*** Begin section ***

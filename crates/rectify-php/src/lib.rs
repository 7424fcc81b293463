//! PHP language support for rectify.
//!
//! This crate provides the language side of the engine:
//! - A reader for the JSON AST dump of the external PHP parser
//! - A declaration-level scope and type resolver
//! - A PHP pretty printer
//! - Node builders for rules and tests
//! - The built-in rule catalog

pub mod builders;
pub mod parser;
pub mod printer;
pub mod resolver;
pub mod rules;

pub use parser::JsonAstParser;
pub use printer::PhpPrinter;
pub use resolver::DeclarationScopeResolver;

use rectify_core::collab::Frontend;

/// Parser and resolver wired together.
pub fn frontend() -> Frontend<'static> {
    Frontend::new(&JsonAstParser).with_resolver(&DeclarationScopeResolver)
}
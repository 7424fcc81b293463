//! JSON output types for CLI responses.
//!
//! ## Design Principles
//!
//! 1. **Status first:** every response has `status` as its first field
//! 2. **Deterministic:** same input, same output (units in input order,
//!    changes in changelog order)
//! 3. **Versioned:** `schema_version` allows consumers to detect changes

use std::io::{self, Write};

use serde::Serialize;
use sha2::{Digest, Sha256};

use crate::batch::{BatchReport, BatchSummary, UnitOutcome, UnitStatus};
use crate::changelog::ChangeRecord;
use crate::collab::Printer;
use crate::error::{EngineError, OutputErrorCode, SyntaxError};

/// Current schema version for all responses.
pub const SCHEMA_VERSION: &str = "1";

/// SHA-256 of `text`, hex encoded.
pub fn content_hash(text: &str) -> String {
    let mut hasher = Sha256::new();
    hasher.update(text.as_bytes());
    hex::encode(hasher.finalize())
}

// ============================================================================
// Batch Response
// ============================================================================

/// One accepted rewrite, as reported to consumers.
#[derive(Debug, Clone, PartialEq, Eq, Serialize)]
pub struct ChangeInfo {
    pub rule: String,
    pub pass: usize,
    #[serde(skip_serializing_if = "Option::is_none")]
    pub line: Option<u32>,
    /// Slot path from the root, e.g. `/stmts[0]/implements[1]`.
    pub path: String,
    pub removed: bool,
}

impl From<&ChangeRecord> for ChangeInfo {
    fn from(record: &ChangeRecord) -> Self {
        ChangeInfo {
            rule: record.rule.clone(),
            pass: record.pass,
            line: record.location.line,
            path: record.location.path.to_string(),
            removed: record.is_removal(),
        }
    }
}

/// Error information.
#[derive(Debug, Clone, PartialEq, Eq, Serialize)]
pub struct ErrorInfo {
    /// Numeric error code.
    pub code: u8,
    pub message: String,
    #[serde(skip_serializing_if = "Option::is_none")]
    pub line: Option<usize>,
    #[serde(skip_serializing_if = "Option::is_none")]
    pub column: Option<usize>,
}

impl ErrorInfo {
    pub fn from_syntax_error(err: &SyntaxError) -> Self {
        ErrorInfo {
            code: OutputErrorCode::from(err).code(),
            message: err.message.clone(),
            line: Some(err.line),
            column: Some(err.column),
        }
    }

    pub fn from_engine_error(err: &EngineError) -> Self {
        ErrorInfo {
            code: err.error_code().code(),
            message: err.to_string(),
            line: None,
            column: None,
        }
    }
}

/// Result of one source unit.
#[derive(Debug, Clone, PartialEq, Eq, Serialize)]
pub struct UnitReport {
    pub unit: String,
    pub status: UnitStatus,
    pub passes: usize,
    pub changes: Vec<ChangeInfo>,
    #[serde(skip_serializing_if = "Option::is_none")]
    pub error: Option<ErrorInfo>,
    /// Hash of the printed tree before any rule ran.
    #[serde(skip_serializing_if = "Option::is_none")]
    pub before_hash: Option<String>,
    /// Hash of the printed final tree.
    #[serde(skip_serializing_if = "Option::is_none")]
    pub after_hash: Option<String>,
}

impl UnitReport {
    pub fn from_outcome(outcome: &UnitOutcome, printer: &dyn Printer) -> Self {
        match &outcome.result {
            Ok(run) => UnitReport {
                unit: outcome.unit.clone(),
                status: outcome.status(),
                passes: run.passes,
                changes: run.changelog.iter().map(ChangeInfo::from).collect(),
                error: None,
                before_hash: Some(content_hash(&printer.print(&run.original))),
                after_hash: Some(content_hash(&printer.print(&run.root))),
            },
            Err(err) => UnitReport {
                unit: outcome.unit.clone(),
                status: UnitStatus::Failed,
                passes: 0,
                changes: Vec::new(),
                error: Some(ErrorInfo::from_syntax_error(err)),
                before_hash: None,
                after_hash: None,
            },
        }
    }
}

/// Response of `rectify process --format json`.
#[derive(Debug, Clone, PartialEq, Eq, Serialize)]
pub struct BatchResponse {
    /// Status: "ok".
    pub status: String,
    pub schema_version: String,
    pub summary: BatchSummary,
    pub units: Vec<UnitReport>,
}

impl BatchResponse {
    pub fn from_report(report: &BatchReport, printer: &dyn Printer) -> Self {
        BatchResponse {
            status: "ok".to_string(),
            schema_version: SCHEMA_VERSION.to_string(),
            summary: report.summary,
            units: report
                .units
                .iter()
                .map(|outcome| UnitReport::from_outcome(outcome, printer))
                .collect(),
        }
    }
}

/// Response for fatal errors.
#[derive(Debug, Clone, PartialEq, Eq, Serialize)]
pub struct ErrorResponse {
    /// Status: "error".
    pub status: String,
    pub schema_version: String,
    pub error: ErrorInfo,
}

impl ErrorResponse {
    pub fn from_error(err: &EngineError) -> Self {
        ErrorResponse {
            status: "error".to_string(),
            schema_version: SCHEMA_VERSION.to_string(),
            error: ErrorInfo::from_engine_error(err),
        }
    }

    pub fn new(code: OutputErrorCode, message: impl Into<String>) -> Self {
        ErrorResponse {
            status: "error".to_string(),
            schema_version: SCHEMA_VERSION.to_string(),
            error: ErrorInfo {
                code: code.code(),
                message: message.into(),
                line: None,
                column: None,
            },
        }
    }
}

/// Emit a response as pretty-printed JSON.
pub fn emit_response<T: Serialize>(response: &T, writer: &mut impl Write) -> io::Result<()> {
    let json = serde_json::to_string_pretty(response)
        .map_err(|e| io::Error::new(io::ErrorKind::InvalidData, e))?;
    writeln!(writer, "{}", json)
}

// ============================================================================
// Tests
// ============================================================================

*** End section ***

* [Work to complete]
Scan the records above for the word "passes". Show each line in which it appears.

* [Your response]
    pub passes: usize,
                passes: run.passes,
                passes: 0,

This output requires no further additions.